The findings also add to previous work showing that postmenopausal women taking hormone therapy are at lower risk for these cancers than those who are not taking such therapy.

"Cancers of the esophagus and of the stomach are both more common in men than in women and it has been suggested that this may reflect protection offered by exposure to high levels of estrogens," note Jane Green (University of Oxford, UK) and colleagues in the British Journal of Cancer.

Because of this there is interest in the possible role played by hormonal factors, including those related to menarche and menopause and to childbearing.

However, for endogenous, reproductive factors, the epidemiologic evidence is inconsistent, and results from prospective studies are limited by small numbers of cancers.

The researchers addressed this matter among 1,319,409 women (average age 56 years) enrolled in the UK Million Women Study.

During a total of 11.9 million woman-years of observation (mean 9.1 years per woman), 1186 incident cancers of the esophagus and 1194 incident cancers of the stomach were reported, with an average age at diagnosis of about 59 years.

Compared with pre- or peri-menopausal women, women who were postmenopausal at recruitment had significantly higher risks for both esophageal and gastric cancer (risk ratio [RR]=1.46 and 1.59, respectively).

For both cancers, risk in postmenopausal women was higher the younger women were at menopause, at RRs per 5 years younger at menopause of 1.18 for esophageal cancer and 1.18 for gastric cancer).

Meanwhile, for childbearing factors, only one significant association was observed: the risk for esophageal, but not for gastric, cancer was significantly higher in nulliparous than parous women, at RRs of 1.31 and 1.01, respectively.

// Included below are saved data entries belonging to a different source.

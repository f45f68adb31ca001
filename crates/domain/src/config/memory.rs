use serde::{Deserialize, Serialize};

fn d_window_seconds() -> u64 {
    3600
}

/// `spec.md` §6: `memory: {window_seconds: default 3600, max_records: optional cap}`.
#[derive(Debug, Clone, Serialize, Deserialize)]
pub struct MemoryConfig {
    #[serde(default = "d_window_seconds")]
    pub window_seconds: u64,
    #[serde(default, skip_serializing_if = "Option::is_none")]
    pub max_records: Option<usize>,
}

impl Default for MemoryConfig {
    fn default() -> Self {
        Self { window_seconds: d_window_seconds(), max_records: None }
    }
}
pub mod config;
pub mod error;
pub mod ledger;
pub mod memory;
pub mod message;
pub mod plan;
pub mod schedule;
pub mod skill;
pub mod stream;

pub use error::{Error, ErrorKind, Result};
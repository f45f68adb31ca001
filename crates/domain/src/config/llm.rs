use serde::{Deserialize, Serialize};

fn d_base_url() -> String {
    "https://api.openai.com/v1".to_string()
}

fn d_model() -> String {
    "gpt-4o-mini".to_string()
}

/// `spec.md` §6: `llm: {api_key, model, base_url}` — required.
#[derive(Debug, Clone, Serialize, Deserialize)]
pub struct LlmConfig {
    #[serde(default)]
    pub api_key: String,
    #[serde(default = "d_model")]
    pub model: String,
    #[serde(default = "d_base_url")]
    pub base_url: String,
}

impl Default for LlmConfig {
    fn default() -> Self {
        Self { api_key: String::new(), model: d_model(), base_url: d_base_url() }
    }
}

fn d_input_cached() -> f64 {
    1.25
}
fn d_input_uncached() -> f64 {
    2.5
}
fn d_output() -> f64 {
    10.0
}

/// Per-million-token USD rates used by the Token Ledger's cost formula.
#[derive(Debug, Clone, Serialize, Deserialize)]
pub struct TokenRatesConfig {
    #[serde(default = "d_input_cached")]
    pub input_cached_per_million: f64,
    #[serde(default = "d_input_uncached")]
    pub input_uncached_per_million: f64,
    #[serde(default = "d_output")]
    pub output_per_million: f64,
}

impl Default for TokenRatesConfig {
    fn default() -> Self {
        Self {
            input_cached_per_million: d_input_cached(),
            input_uncached_per_million: d_input_uncached(),
            output_per_million: d_output(),
        }
    }
}
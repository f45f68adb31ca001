//! HTTP/WebSocket surface: the three endpoints `spec.md` §6 names, wired
//! onto a shared [`AppState`].

pub mod chat;
pub mod stats;
pub mod ws;

use std::sync::Arc;

use axum::routing::{get, post};
use axum::Router;
use tower_http::cors::CorsLayer;
use tower_http::trace::TraceLayer;

use crate::state::AppState;

pub fn router(state: Arc<AppState>) -> Router {
    Router::new()
        .route("/v1/chat", post(chat::chat))
        .route("/v1/chat/stream", get(chat::chat_stream))
        .route("/v1/relay/ws", get(ws::relay_ws))
        .route("/v1/stats", get(stats::stats))
        .layer(TraceLayer::new_for_http())
        .layer(CorsLayer::permissive())
        .with_state(state)
}
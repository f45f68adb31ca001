//! Note skills — grounded on the note-adjacent helpers in
//! `ai_tools/ai_task_manager.py`, reduced to create/list over a JSON file
//! (the richer desktop notes UI/persistence is out of scope per `spec.md` §1).

use std::path::PathBuf;
use std::sync::Arc;

use async_trait::async_trait;
use chrono::{DateTime, Utc};
use lg_domain::skill::{SkillOutcome, SkillPermission, SkillSchema};
use serde::{Deserialize, Serialize};
use serde_json::{json, Value};
use uuid::Uuid;

use crate::builtin::store::JsonListStore;
use crate::invoker::SkillInvoker;

#[derive(Debug, Clone, Serialize, Deserialize)]
struct Note {
    id: Uuid,
    text: String,
    created_at: DateTime<Utc>,
}

pub struct CreateNote {
    store: Arc<JsonListStore<Note>>,
}

impl CreateNote {
    pub fn new(state_dir: &std::path::Path) -> Self {
        Self { store: Arc::new(JsonListStore::load(state_dir.join("notes.json"))) }
    }

    pub fn shared_store(&self) -> Arc<JsonListStore<Note>> {
        self.store.clone()
    }
}

#[async_trait]
impl SkillInvoker for CreateNote {
    fn name(&self) -> &str {
        "create_note"
    }
    fn description(&self) -> &str {
        "Save a short text note."
    }
    fn permission(&self) -> SkillPermission {
        SkillPermission::Write
    }
    fn schema(&self) -> SkillSchema {
        SkillSchema { required: vec!["text".to_string()], parameters: json!({"text": {"type": "string"}}) }
    }
    async fn call(&self, args: Value) -> SkillOutcome {
        let Some(text) = args.get("text").and_then(Value::as_str) else {
            return SkillOutcome::Err { message: "missing required argument: text".to_string() };
        };
        let note = Note { id: Uuid::new_v4(), text: text.to_string(), created_at: Utc::now() };
        let id = note.id;
        self.store.push(note);
        SkillOutcome::Ok { message: "note saved".to_string(), data: json!({ "id": id }) }
    }
}

pub struct ListNotes {
    store: Arc<JsonListStore<Note>>,
}

impl ListNotes {
    pub fn new(store: Arc<JsonListStore<Note>>) -> Self {
        Self { store }
    }

    pub fn standalone(path: PathBuf) -> Self {
        Self { store: Arc::new(JsonListStore::load(path)) }
    }
}

#[async_trait]
impl SkillInvoker for ListNotes {
    fn name(&self) -> &str {
        "list_notes"
    }
    fn description(&self) -> &str {
        "List previously saved notes."
    }
    fn permission(&self) -> SkillPermission {
        SkillPermission::Read
    }
    fn schema(&self) -> SkillSchema {
        SkillSchema { required: vec![], parameters: json!({}) }
    }
    async fn call(&self, _args: Value) -> SkillOutcome {
        let notes = self.store.list();
        SkillOutcome::Ok { message: format!("{} note(s)", notes.len()), data: json!({ "notes": notes }) }
    }
}
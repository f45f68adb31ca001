//! `GET /v1/stats` — the token ledger summary (`spec.md` §6).

use std::sync::Arc;

use axum::extract::State;
use axum::Json;

use crate::state::AppState;

pub async fn stats(State(state): State<Arc<AppState>>) -> Json<lg_memory::ledger::LedgerSummary> {
    Json(state.ledger.summary())
}
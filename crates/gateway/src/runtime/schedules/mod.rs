pub mod cron;
pub mod model;
pub mod realtime;
pub mod runner;
pub mod store;

pub use realtime::run_daily_greeting;
pub use runner::ScheduleRunner;
pub use store::{ScheduleStore, StoreScheduleSink};
use std::collections::HashMap;
use std::sync::Arc;

use lg_domain::error::{ErrorKind, Result};
use lg_domain::skill::{SkillBrief, SkillFull, SkillOutcome, SkillPermission};
use serde_json::Value;

use crate::invoker::SkillInvoker;

/// Name→callable map with schema, permission, and normalizer per entry.
/// Immutable after registration (`spec.md` §5: "Skill Registry is immutable
/// after boot").
pub struct SkillRegistry {
    entries: HashMap<String, Arc<dyn SkillInvoker>>,
}

impl SkillRegistry {
    pub fn new() -> Self {
        Self { entries: HashMap::new() }
    }

    pub fn register(&mut self, invoker: Arc<dyn SkillInvoker>) {
        self.entries.insert(invoker.name().to_string(), invoker);
    }

    pub fn get(&self, name: &str) -> Option<Arc<dyn SkillInvoker>> {
        self.entries.get(name).cloned()
    }

    pub fn permission(&self, name: &str) -> Option<SkillPermission> {
        self.entries.get(name).map(|e| e.permission())
    }

    pub fn normalize(&self, name: &str, args: Value) -> Value {
        match self.entries.get(name) {
            Some(e) => e.normalize(args),
            None => args,
        }
    }

    /// The Planner's view: name + description only.
    pub fn list_brief(&self) -> Vec<SkillBrief> {
        let mut out: Vec<SkillBrief> = self
            .entries
            .values()
            .map(|e| SkillBrief { name: e.name().to_string(), description: e.description().to_string() })
            .collect();
        out.sort_by(|a, b| a.name.cmp(&b.name));
        out
    }

    /// The Executor's view: full schema + permission, used when asking the
    /// LLM to bind missing arguments.
    pub fn list_full(&self) -> Vec<SkillFull> {
        let mut out: Vec<SkillFull> = self
            .entries
            .values()
            .map(|e| SkillFull {
                name: e.name().to_string(),
                description: e.description().to_string(),
                permission: e.permission(),
                schema: e.schema(),
            })
            .collect();
        out.sort_by(|a, b| a.name.cmp(&b.name));
        out
    }

    /// Normalize then invoke. `spec.md` §3 invariant: a name absent from the
    /// Registry fails the step with `missing_skill:<name>`, never a crash.
    pub async fn invoke(&self, name: &str, args: Value) -> Result<SkillOutcome> {
        let invoker = self
            .get(name)
            .ok_or_else(|| ErrorKind::MissingSkill(name.to_string()))?;
        let normalized = invoker.normalize(args);
        Ok(invoker.call(normalized).await)
    }
}

impl Default for SkillRegistry {
    fn default() -> Self {
        Self::new()
    }
}

#[cfg(test)]
mod tests {
    use super::*;
    use async_trait::async_trait;
    use lg_domain::skill::SkillSchema;
    use serde_json::json;

    struct Dummy(&'static str, SkillPermission);

    #[async_trait]
    impl SkillInvoker for Dummy {
        fn name(&self) -> &str {
            self.0
        }
        fn description(&self) -> &str {
            "dummy"
        }
        fn permission(&self) -> SkillPermission {
            self.1
        }
        fn schema(&self) -> SkillSchema {
            SkillSchema { required: vec![], parameters: json!({}) }
        }
        async fn call(&self, _args: Value) -> SkillOutcome {
            SkillOutcome::Ok { message: "ok".into(), data: Value::Null }
        }
    }

    #[tokio::test]
    async fn missing_skill_errors_without_crashing() {
        let registry = SkillRegistry::new();
        let err = registry.invoke("frobnicate", json!({})).await.unwrap_err();
        assert!(err.to_string().contains("frobnicate"));
    }

    #[tokio::test]
    async fn registered_skill_invokes_successfully() {
        let mut registry = SkillRegistry::new();
        registry.register(Arc::new(Dummy("read_file", SkillPermission::Read)));
        let outcome = registry.invoke("read_file", json!({})).await.unwrap();
        assert!(matches!(outcome, SkillOutcome::Ok { .. }));
    }

    #[test]
    fn permission_lookup_reflects_registration() {
        let mut registry = SkillRegistry::new();
        registry.register(Arc::new(Dummy("delete_paths", SkillPermission::Write)));
        assert_eq!(registry.permission("delete_paths"), Some(SkillPermission::Write));
        assert_eq!(registry.permission("missing"), None);
    }

    #[test]
    fn list_brief_is_sorted_and_hides_schema() {
        let mut registry = SkillRegistry::new();
        registry.register(Arc::new(Dummy("zeta", SkillPermission::Read)));
        registry.register(Arc::new(Dummy("alpha", SkillPermission::Read)));
        let brief = registry.list_brief();
        assert_eq!(brief[0].name, "alpha");
        assert_eq!(brief[1].name, "zeta");
    }
}
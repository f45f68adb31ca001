//! `GET /v1/relay/ws` — the remote WebSocket relay (`spec.md` §6's wire
//! format: one JSON object per message, `{type, ...fields}`).

use std::sync::Arc;

use axum::extract::ws::{Message as WsMessage, WebSocket, WebSocketUpgrade};
use axum::extract::{Query, State};
use axum::response::IntoResponse;
use futures_util::{SinkExt, StreamExt};
use serde::Deserialize;
use serde_json::json;
use uuid::Uuid;

use crate::api::chat::build_turn_driver;
use crate::runtime::TransportEvent;
use crate::state::AppState;

#[derive(Debug, Deserialize)]
pub struct WsQuery {
    #[serde(default, rename = "session_id")]
    pub session_key: Option<String>,
}

pub async fn relay_ws(ws: WebSocketUpgrade, State(state): State<Arc<AppState>>, Query(query): Query<WsQuery>) -> impl IntoResponse {
    let session_key = query.session_key.unwrap_or_else(|| Uuid::new_v4().to_string());
    ws.on_upgrade(move |socket| handle_socket(socket, state, session_key))
}

#[derive(Debug, Deserialize)]
#[serde(tag = "type", rename_all = "snake_case")]
enum InboundFrame {
    UserMessage { text: String },
    ClearChat,
}

async fn handle_socket(socket: WebSocket, state: Arc<AppState>, session_key: String) {
    let (mut sink, mut source) = socket.split();
    let transport_session = state.transport.session(&session_key);
    let mut rx = transport_session.subscribe();

    let forward = tokio::spawn(async move {
        while let Some(event) = rx.recv().await {
            let frame = match event {
                TransportEvent::Text(text) => json!({ "type": "response_chunk", "text": text }),
                TransportEvent::Image { base64_png, width, height } => {
                    json!({ "type": "response_image", "base64_png": base64_png, "width": width, "height": height })
                }
                TransportEvent::Stats(summary) => json!({ "type": "stats_update", "summary": summary }),
            };
            if sink.send(WsMessage::Text(frame.to_string())).await.is_err() {
                break;
            }
        }
        let _ = sink.send(WsMessage::Text(json!({ "type": "response_end" }).to_string())).await;
    });

    while let Some(Ok(msg)) = source.next().await {
        let WsMessage::Text(text) = msg else { continue };
        let Ok(frame) = serde_json::from_str::<InboundFrame>(&text) else { continue };
        match frame {
            InboundFrame::UserMessage { text } => {
                let cancel = state.cancel_map.register(&session_key);
                let transport_session = state.transport.session(&session_key);
                let driver = build_turn_driver(&state);
                let permit = match state.session_locks.acquire(&session_key).await {
                    Ok(p) => p,
                    Err(_) => continue,
                };
                let _ = driver.chat(&text, &transport_session, &cancel).await;
                state.cancel_map.remove(&session_key);
                drop(permit);
            }
            InboundFrame::ClearChat => state.memory.clear(),
        }
    }

    forward.abort();
}
use serde::{Deserialize, Serialize};

fn d_log_filter() -> String {
    "info".to_string()
}

/// Logging/tracing knobs, grounded on the ancestor gateway's tracing init.
/// `otlp_endpoint` unset (the default) means spans are recorded locally
/// only; setting it turns on OTLP export.
#[derive(Debug, Clone, Serialize, Deserialize)]
pub struct ObservabilityConfig {
    #[serde(default = "d_log_filter")]
    pub log_filter: String,
    #[serde(default)]
    pub json_logs: bool,
    #[serde(default, skip_serializing_if = "Option::is_none")]
    pub otlp_endpoint: Option<String>,
}

impl Default for ObservabilityConfig {
    fn default() -> Self {
        Self { log_filter: d_log_filter(), json_logs: false, otlp_endpoint: None }
    }
}
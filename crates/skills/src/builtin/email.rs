//! Email skills — grounded on `ai_time_tools/ai_email.py`: direct send plus
//! a scheduling entry point. `schedule_email` never sends itself; it hands
//! the task off to the [`EmailScheduleSink`] (the gateway's schedule store,
//! §4.10) and returns the new task id.

use std::sync::Arc;

use async_trait::async_trait;
use chrono::{DateTime, Utc};
use lettre::message::Mailbox;
use lettre::transport::smtp::authentication::Credentials;
use lettre::{AsyncSmtpTransport, AsyncTransport, Message as MailMessage, Tokio1Executor};
use lg_domain::config::EmailConfig;
use lg_domain::schedule::{EmailScheduleSink, Recurrence};
use lg_domain::skill::{SkillOutcome, SkillPermission, SkillSchema};
use serde_json::{json, Value};

use crate::invoker::SkillInvoker;

fn build_message(cfg: &EmailConfig, args: &Value) -> Result<MailMessage, String> {
    let to = args.get("to").and_then(Value::as_str).filter(|s| !s.is_empty()).unwrap_or(&cfg.default_recipient);
    if to.is_empty() {
        return Err("to_empty: recipient must not be empty".to_string());
    }
    let sender = args
        .get("sender_email")
        .and_then(Value::as_str)
        .filter(|s| !s.is_empty())
        .unwrap_or(&cfg.default_sender);
    let subject = args.get("subject").and_then(Value::as_str).unwrap_or_default();
    let body = args.get("body").and_then(Value::as_str).unwrap_or_default().to_string();

    let to_box: Mailbox = to.parse().map_err(|e| format!("invalid recipient: {e}"))?;
    let from_box: Mailbox = sender.parse().map_err(|e| format!("invalid sender: {e}"))?;

    MailMessage::builder()
        .from(from_box)
        .to(to_box)
        .subject(subject)
        .body(body)
        .map_err(|e| format!("message build failed: {e}"))
}

pub struct SendEmail {
    config: EmailConfig,
}

impl SendEmail {
    pub fn new(config: EmailConfig) -> Self {
        Self { config }
    }
}

#[async_trait]
impl SkillInvoker for SendEmail {
    fn name(&self) -> &str {
        "send_email"
    }
    fn description(&self) -> &str {
        "Send an email immediately via the configured SMTP account."
    }
    fn permission(&self) -> SkillPermission {
        SkillPermission::Write
    }
    fn schema(&self) -> SkillSchema {
        SkillSchema {
            required: vec!["to".to_string(), "subject".to_string(), "body".to_string()],
            parameters: json!({
                "to": {"type": "string"},
                "subject": {"type": "string"},
                "body": {"type": "string"},
                "sender_email": {"type": "string"},
            }),
        }
    }
    async fn call(&self, args: Value) -> SkillOutcome {
        let auth_code = match &self.config.smtp_auth_code {
            Some(code) if !code.is_empty() => code.clone(),
            _ => return SkillOutcome::Err { message: "auth_code_missing: SMTP auth code not configured".to_string() },
        };
        let message = match build_message(&self.config, &args) {
            Ok(m) => m,
            Err(e) => return SkillOutcome::Err { message: e },
        };
        let user = if self.config.smtp_user.is_empty() { self.config.default_sender.clone() } else { self.config.smtp_user.clone() };
        let creds = Credentials::new(user, auth_code);

        let transport = if self.config.smtp_ssl {
            AsyncSmtpTransport::<Tokio1Executor>::relay(&self.config.smtp_server)
        } else {
            AsyncSmtpTransport::<Tokio1Executor>::starttls_relay(&self.config.smtp_server)
        };
        let transport = match transport {
            Ok(t) => t.port(self.config.smtp_port).credentials(creds).build(),
            Err(e) => return SkillOutcome::Err { message: format!("send_failed: {e}") },
        };

        match transport.send(message).await {
            Ok(_) => SkillOutcome::Ok { message: "邮件发送成功".to_string(), data: json!({ "sent": true }) },
            Err(e) => SkillOutcome::Err { message: format!("send_failed: {e}") },
        }
    }
}

pub struct ScheduleEmail {
    sink: Arc<dyn EmailScheduleSink>,
}

impl ScheduleEmail {
    pub fn new(sink: Arc<dyn EmailScheduleSink>) -> Self {
        Self { sink }
    }
}

#[async_trait]
impl SkillInvoker for ScheduleEmail {
    fn name(&self) -> &str {
        "schedule_email"
    }
    fn description(&self) -> &str {
        "Schedule an email to be sent later, once or on a recurrence."
    }
    fn permission(&self) -> SkillPermission {
        SkillPermission::Write
    }
    fn schema(&self) -> SkillSchema {
        SkillSchema {
            required: vec!["to".to_string(), "subject".to_string(), "body".to_string()],
            parameters: json!({
                "to": {"type": "string"},
                "subject": {"type": "string"},
                "body": {"type": "string"},
                "scheduled_at": {"type": "string", "format": "date-time"},
                "recurrence": {"type": "object"},
            }),
        }
    }
    async fn call(&self, args: Value) -> SkillOutcome {
        let scheduled_at = args
            .get("scheduled_at")
            .and_then(Value::as_str)
            .and_then(|s| DateTime::parse_from_rfc3339(s).ok())
            .map(|dt| dt.with_timezone(&Utc));
        let recurrence: Option<Recurrence> = args
            .get("recurrence")
            .cloned()
            .and_then(|v| serde_json::from_value(v).ok());

        let task_id = self.sink.submit(recurrence, scheduled_at, args).await;
        SkillOutcome::Ok { message: "已创建定时发送任务".to_string(), data: json!({ "task_id": task_id }) }
    }
}
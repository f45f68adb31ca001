//! Screen skill — a stub. The real screen-description implementation (OCR /
//! vision model over a screenshot) is an external collaborator outside this
//! repo's scope (`spec.md` §1); this built-in only preserves the contract
//! shape from `ai_tools/ai_screen.py` so the Registry has an entry to
//! resolve and the Planner/Executor can be exercised end-to-end without it.

use async_trait::async_trait;
use lg_domain::skill::{SkillOutcome, SkillPermission, SkillSchema};
use serde_json::{json, Value};

use crate::invoker::SkillInvoker;

pub struct DescribeScreen;

#[async_trait]
impl SkillInvoker for DescribeScreen {
    fn name(&self) -> &str {
        "describe_screen"
    }
    fn description(&self) -> &str {
        "Describe what is currently visible on screen (not available in this deployment)."
    }
    fn permission(&self) -> SkillPermission {
        SkillPermission::Read
    }
    fn schema(&self) -> SkillSchema {
        SkillSchema { required: vec![], parameters: json!({}) }
    }
    async fn call(&self, _args: Value) -> SkillOutcome {
        SkillOutcome::Err { message: "not_available: screen description requires an external agent".to_string() }
    }
}
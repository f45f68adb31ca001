use serde::Serialize;

/// Error kinds from the core error-handling design: each variant is one row
/// of the recovery-policy table and carries enough context to render the
/// user-visible behavior for that row.
#[derive(thiserror::Error, Debug, Clone, Serialize)]
#[serde(tag = "kind", content = "message", rename_all = "snake_case")]
pub enum ErrorKind {
    #[error("config: {0}")]
    Config(String),

    #[error("transport: {0}")]
    Transport(String),

    #[error("upstream: {0}")]
    Upstream(String),

    #[error("plan_parse: {0}")]
    PlanParse(String),

    #[error("missing_skill:{0}")]
    MissingSkill(String),

    #[error("skill_timeout")]
    SkillTimeout,

    #[error("skill_runtime: {0}")]
    SkillRuntime(String),

    #[error("review_exhausted")]
    ReviewExhausted,

    #[error("cancelled")]
    Cancelled,
}

#[derive(thiserror::Error, Debug)]
pub enum Error {
    #[error("IO: {0}")]
    Io(#[from] std::io::Error),

    #[error("JSON: {0}")]
    Json(#[from] serde_json::Error),

    #[error(transparent)]
    Kind(#[from] ErrorKind),

    #[error("{0}")]
    Other(String),
}

pub type Result<T> = std::result::Result<T, Error>;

Lastly, there was a significant decrease in risk with increasing age at menarche seen for adenocarcinoma (RR per year older, 0.89) but not for squamous cell carcinoma.

This association could reflect residual confounding by body mass index (BMI), since lower BMI has been associated with both older age at menarche, and with a lower risk for adenocarcinoma, but a higher risk of squamous cell carcinoma.

Discussing the findings, Green et al comment: "Serum estradiol levels fall rapidly at the time of the menopause… thus the changes in risk associated with menopausal status and with hormone therapy use are consistent with a hypothesis that exposure to estrogens reduces the risk of esophageal and gastric cancer."